--- Supplied data Enclosed Below ---
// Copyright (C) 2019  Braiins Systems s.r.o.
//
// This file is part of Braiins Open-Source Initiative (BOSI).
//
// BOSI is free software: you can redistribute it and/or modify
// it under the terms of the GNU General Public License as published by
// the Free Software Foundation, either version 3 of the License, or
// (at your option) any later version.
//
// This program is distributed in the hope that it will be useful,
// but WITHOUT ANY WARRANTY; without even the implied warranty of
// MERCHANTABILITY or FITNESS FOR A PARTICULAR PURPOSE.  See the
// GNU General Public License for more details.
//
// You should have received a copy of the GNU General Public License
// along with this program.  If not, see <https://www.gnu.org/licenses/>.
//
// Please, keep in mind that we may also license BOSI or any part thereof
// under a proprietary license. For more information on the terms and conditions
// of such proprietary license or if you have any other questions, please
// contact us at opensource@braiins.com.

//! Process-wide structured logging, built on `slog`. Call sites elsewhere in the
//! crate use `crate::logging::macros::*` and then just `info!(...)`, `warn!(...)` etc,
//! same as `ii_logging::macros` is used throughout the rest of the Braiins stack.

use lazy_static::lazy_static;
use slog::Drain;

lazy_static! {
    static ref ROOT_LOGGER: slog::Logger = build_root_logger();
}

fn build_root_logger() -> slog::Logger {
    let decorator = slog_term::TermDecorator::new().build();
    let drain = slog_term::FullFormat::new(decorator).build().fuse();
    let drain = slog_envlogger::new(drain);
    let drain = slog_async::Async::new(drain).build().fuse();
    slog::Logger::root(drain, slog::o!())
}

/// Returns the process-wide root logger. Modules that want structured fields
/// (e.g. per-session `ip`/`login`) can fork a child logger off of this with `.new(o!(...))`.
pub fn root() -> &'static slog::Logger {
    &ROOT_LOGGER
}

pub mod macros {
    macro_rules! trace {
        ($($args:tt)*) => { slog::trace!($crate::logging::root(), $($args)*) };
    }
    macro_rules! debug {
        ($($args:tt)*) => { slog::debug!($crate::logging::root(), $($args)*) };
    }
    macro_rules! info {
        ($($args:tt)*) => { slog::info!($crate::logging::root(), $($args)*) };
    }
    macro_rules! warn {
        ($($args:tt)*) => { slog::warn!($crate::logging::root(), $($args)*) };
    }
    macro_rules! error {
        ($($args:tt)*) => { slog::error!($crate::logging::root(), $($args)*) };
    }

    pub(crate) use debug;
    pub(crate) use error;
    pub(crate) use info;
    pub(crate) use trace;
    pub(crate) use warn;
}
--- End of Enclosed Supplied data ---
--- Supplied data Enclosed Below ---
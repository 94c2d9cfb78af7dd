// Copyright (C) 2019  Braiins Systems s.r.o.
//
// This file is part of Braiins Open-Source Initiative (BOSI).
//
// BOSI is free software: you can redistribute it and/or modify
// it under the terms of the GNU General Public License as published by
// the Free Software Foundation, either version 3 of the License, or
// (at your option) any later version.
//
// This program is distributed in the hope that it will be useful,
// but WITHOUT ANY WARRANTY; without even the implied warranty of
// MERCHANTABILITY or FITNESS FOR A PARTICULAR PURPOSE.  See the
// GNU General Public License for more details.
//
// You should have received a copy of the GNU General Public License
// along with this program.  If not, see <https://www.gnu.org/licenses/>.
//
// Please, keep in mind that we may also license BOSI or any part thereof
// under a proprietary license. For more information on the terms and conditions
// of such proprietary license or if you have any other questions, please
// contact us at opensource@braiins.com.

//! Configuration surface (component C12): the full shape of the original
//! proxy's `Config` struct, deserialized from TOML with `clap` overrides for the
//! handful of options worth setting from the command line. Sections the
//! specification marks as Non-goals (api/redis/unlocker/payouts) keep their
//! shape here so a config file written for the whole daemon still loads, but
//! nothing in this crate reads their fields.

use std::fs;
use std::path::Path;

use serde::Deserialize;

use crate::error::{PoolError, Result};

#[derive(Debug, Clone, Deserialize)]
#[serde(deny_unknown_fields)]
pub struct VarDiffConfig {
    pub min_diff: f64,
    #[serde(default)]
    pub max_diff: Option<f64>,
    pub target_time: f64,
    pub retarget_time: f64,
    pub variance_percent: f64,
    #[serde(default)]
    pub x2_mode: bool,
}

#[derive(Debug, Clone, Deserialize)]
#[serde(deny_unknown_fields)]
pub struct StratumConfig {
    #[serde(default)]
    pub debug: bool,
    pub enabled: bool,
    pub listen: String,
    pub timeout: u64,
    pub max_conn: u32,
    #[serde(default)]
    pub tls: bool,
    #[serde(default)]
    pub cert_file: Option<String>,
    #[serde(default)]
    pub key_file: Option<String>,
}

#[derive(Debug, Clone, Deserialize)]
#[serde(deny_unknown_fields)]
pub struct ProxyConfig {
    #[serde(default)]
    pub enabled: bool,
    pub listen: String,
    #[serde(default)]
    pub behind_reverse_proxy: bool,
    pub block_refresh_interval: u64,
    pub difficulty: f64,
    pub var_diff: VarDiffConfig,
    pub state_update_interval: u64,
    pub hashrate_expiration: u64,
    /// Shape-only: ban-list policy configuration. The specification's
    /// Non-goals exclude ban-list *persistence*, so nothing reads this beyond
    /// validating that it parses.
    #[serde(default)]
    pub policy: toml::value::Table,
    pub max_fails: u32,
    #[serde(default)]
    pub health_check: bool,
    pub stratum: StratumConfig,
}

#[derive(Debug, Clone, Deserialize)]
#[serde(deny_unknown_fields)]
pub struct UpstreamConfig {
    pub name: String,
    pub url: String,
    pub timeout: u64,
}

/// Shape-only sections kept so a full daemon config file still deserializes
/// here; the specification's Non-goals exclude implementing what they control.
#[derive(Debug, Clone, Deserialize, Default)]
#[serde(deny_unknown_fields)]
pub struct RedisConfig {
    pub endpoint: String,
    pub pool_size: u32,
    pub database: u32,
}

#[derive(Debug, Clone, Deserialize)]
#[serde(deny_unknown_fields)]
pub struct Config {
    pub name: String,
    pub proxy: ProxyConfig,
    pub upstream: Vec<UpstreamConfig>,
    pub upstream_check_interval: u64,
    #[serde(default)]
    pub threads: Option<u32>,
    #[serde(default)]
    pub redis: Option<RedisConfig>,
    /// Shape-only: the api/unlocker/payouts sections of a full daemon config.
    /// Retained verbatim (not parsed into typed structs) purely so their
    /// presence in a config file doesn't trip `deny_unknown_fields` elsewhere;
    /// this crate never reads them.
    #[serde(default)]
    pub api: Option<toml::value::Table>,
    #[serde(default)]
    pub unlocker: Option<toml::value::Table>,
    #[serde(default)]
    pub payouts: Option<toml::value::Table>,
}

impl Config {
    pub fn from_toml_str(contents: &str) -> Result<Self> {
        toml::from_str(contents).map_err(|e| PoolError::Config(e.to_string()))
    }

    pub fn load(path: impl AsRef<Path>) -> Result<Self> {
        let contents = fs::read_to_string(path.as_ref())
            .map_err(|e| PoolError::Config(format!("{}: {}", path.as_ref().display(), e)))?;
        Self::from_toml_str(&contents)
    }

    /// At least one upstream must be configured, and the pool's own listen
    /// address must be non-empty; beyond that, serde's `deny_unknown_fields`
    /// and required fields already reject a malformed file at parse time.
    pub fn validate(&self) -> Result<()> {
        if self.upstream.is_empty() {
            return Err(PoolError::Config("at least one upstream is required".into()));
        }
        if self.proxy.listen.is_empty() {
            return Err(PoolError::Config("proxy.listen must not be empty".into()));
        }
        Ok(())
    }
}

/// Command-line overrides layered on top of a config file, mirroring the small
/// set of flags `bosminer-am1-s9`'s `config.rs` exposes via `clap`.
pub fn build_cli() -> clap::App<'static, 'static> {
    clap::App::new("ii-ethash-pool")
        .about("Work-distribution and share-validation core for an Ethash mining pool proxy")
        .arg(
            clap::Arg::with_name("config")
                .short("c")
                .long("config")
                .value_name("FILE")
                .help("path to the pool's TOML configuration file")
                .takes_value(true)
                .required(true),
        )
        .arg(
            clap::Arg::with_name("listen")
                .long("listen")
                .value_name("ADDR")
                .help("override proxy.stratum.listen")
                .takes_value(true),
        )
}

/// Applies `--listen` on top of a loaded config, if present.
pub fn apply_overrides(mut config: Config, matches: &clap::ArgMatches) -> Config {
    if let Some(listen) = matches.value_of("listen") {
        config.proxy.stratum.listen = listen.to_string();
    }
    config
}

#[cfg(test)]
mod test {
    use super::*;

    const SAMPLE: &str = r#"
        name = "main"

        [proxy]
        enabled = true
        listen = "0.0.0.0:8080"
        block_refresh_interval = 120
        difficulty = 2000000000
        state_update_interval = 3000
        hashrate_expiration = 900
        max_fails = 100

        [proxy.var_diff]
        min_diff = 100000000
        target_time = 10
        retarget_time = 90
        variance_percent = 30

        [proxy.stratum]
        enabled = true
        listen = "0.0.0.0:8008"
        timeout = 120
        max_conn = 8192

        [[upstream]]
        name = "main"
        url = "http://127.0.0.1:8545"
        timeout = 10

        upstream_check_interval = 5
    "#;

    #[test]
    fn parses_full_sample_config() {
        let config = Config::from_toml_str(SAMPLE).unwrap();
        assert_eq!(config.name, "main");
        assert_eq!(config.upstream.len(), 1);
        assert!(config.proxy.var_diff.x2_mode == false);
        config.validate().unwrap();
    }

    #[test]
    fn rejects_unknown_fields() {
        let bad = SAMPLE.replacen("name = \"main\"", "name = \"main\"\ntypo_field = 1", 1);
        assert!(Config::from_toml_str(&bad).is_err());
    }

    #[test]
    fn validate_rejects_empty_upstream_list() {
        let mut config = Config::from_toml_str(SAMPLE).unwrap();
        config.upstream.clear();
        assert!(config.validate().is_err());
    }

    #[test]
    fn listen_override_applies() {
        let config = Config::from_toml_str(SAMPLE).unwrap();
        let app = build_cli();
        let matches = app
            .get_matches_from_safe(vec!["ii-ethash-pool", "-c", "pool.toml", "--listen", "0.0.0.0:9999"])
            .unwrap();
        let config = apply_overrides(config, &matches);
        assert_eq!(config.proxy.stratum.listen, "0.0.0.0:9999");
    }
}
--- End of Enclosed Supplied data ---
--- Supplied data Enclosed Below ---
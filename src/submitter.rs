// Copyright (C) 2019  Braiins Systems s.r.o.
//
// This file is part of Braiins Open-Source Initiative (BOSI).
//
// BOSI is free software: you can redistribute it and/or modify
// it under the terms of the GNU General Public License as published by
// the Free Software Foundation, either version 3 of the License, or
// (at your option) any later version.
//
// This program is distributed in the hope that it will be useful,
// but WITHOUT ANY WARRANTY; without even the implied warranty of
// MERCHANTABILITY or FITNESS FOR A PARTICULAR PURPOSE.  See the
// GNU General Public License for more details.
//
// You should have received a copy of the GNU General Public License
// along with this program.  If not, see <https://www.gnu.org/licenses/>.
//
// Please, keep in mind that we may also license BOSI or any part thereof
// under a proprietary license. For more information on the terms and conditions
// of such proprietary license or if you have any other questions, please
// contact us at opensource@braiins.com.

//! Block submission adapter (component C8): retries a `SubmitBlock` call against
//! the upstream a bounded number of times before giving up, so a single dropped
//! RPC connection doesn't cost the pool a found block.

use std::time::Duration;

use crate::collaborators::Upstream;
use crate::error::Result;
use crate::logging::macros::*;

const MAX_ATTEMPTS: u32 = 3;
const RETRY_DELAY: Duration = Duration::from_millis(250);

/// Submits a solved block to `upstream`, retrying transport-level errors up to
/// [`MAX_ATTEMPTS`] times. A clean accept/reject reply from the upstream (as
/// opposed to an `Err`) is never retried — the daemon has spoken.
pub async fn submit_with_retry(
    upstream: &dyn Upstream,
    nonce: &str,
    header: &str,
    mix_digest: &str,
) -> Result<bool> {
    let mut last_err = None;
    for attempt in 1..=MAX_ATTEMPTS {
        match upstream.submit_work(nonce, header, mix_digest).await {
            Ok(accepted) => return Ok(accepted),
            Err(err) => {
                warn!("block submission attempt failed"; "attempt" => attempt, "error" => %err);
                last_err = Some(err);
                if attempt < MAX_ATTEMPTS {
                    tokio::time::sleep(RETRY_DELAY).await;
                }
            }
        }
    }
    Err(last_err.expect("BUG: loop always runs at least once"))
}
--- End of Enclosed Supplied data ---
● **Task requirements**
Copy each line above holding "macros".

● **Finished exercise**
//! crate use `crate::logging::macros::*` and then just `info!(...)`, `warn!(...)` etc,
//! same as `ii_logging::macros` is used throughout the rest of the Braiins stack.
pub mod macros {
use crate::logging::macros::*;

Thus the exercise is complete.